• [Directions]: Starting with the first line and ending with the one that holds "pub use priority::Priority;", retype the entries exactly.

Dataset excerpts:
▬▬▬▬▬▬

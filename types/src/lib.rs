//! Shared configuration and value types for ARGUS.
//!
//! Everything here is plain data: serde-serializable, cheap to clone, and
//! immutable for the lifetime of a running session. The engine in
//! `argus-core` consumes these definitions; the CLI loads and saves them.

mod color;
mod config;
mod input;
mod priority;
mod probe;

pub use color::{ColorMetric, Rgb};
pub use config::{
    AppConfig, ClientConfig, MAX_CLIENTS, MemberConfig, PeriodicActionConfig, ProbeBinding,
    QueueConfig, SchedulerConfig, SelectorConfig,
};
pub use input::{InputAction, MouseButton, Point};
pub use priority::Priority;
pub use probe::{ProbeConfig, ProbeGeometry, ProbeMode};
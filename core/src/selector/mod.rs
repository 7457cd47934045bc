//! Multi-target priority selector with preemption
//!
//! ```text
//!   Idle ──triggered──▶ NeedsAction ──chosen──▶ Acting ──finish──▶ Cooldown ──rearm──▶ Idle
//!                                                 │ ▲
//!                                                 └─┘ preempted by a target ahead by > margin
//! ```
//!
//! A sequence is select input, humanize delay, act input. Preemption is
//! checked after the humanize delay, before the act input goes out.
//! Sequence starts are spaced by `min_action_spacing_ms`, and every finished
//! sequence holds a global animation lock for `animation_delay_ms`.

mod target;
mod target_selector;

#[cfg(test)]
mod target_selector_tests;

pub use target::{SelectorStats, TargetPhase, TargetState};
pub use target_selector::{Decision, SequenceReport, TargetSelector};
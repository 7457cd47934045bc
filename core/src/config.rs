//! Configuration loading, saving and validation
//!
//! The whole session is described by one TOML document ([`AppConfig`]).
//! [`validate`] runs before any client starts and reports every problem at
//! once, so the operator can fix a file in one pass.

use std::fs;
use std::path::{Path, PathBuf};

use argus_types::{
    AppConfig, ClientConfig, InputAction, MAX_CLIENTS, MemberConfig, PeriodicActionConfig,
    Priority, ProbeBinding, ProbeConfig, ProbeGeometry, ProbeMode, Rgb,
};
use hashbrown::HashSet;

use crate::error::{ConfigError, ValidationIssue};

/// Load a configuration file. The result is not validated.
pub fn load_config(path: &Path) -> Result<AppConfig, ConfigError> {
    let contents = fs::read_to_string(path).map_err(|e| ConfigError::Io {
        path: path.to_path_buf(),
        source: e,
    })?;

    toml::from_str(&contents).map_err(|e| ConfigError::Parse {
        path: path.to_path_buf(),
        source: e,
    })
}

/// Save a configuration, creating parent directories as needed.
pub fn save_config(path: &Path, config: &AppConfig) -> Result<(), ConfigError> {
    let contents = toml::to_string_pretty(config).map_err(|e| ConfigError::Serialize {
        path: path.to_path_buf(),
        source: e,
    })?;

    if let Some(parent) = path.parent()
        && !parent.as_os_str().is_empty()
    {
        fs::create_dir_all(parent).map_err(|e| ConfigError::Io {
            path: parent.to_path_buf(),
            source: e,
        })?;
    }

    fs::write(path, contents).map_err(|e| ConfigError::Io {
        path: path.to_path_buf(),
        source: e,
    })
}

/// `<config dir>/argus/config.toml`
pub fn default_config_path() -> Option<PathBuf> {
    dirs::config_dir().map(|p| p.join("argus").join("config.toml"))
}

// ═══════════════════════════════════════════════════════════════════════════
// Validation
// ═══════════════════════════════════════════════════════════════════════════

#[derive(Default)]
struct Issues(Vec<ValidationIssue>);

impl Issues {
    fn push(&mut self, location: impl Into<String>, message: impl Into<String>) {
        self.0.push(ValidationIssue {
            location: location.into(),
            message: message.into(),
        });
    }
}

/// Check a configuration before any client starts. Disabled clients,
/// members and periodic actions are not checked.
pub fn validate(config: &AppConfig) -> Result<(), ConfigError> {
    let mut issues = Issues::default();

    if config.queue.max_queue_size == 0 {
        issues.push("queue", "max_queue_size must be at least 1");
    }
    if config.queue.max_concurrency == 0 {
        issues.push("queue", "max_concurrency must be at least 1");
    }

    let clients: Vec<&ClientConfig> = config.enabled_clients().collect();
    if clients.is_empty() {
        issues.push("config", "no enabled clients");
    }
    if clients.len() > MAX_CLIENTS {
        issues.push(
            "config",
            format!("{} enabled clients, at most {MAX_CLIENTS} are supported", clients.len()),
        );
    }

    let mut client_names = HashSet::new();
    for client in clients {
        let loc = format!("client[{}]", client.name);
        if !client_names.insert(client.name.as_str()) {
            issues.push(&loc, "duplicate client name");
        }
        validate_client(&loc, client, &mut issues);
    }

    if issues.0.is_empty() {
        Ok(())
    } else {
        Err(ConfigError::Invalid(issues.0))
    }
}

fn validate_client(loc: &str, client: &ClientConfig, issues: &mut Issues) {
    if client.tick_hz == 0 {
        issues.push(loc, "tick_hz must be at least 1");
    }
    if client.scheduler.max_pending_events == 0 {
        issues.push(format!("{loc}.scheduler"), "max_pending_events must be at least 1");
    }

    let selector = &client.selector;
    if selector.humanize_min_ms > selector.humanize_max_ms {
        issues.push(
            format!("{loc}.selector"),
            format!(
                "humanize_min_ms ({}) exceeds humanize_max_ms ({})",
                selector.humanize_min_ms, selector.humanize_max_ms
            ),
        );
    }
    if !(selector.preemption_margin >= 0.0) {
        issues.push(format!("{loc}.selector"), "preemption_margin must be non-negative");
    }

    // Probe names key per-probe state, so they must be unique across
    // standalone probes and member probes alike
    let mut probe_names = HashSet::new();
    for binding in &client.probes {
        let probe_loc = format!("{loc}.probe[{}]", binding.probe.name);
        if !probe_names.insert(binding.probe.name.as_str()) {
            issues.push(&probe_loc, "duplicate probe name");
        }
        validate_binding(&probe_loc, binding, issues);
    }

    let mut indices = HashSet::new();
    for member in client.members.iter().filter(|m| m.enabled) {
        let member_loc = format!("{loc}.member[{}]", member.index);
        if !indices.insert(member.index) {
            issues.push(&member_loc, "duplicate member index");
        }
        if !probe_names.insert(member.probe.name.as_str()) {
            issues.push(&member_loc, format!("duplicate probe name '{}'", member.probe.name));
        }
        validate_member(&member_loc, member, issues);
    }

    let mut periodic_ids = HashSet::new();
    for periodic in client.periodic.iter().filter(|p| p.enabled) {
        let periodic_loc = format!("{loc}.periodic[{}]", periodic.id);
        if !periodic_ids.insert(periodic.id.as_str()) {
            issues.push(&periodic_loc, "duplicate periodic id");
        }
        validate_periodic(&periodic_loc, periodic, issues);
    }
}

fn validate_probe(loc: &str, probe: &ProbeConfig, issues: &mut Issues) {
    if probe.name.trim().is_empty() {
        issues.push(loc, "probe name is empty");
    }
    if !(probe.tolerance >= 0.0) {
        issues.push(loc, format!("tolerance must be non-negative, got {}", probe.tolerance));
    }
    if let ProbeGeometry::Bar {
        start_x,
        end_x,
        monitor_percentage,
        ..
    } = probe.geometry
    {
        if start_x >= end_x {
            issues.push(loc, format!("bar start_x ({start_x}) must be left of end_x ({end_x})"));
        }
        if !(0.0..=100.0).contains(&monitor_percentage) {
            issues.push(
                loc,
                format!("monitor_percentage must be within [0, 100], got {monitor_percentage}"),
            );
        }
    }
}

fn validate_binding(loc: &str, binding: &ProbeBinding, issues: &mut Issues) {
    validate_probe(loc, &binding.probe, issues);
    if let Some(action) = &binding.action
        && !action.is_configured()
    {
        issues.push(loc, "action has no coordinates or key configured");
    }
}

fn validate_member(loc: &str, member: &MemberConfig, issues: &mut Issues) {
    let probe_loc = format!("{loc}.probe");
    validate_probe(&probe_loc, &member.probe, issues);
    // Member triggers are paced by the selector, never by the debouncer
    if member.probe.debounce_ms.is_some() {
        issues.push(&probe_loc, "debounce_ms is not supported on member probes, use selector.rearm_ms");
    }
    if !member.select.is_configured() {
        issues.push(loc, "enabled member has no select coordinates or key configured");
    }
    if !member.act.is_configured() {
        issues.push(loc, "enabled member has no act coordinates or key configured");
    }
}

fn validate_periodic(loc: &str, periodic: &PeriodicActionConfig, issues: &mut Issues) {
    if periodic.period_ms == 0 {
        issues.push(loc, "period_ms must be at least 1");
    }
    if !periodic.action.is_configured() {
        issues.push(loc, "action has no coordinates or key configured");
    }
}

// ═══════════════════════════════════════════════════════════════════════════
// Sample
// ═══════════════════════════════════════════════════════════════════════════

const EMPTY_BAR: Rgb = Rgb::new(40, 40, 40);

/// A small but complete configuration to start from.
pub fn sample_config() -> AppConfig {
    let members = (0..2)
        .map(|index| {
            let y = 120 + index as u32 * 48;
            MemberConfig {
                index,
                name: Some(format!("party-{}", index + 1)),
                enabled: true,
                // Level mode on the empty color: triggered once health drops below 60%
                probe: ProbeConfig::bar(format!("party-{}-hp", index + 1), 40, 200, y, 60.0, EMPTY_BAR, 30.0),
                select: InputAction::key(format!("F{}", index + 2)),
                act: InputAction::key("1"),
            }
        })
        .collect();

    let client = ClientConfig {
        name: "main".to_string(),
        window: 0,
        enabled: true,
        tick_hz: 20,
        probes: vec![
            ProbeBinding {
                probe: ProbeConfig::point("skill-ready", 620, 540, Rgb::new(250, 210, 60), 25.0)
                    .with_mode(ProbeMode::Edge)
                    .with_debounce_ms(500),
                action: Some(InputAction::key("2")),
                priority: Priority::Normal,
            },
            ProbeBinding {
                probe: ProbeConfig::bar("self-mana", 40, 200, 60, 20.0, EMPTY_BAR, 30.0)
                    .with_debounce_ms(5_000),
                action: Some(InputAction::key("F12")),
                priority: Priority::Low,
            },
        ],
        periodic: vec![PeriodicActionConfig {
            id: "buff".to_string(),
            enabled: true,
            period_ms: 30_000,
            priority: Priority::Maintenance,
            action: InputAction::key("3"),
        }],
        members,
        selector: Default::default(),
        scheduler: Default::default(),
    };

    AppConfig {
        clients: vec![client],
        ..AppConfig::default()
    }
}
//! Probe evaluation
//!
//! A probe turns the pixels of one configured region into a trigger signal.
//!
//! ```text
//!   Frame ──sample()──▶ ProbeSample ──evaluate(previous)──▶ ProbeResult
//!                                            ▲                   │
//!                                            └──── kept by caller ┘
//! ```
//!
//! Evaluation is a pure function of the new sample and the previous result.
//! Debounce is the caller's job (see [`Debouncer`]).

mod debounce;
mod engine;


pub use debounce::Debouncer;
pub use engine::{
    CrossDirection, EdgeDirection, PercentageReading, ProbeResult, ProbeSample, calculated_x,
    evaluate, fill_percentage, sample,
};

▬▬▬▬▬▬

• [Exercise response]:
filename types/src/lib.rs
//! Shared configuration and value types for ARGUS.
//!
//! Everything here is plain data: serde-serializable, cheap to clone, and
//! immutable for the lifetime of a running session. The engine in
//! `argus-core` consumes these definitions; the CLI loads and saves them.

mod color;
mod config;
mod input;
mod priority;
mod probe;

pub use color::{ColorMetric, Rgb};
pub use config::{
    AppConfig, ClientConfig, MAX_CLIENTS, MemberConfig, PeriodicActionConfig, ProbeBinding,
    QueueConfig, SchedulerConfig, SelectorConfig,
};
pub use input::{InputAction, MouseButton, Point};
pub use priority::Priority;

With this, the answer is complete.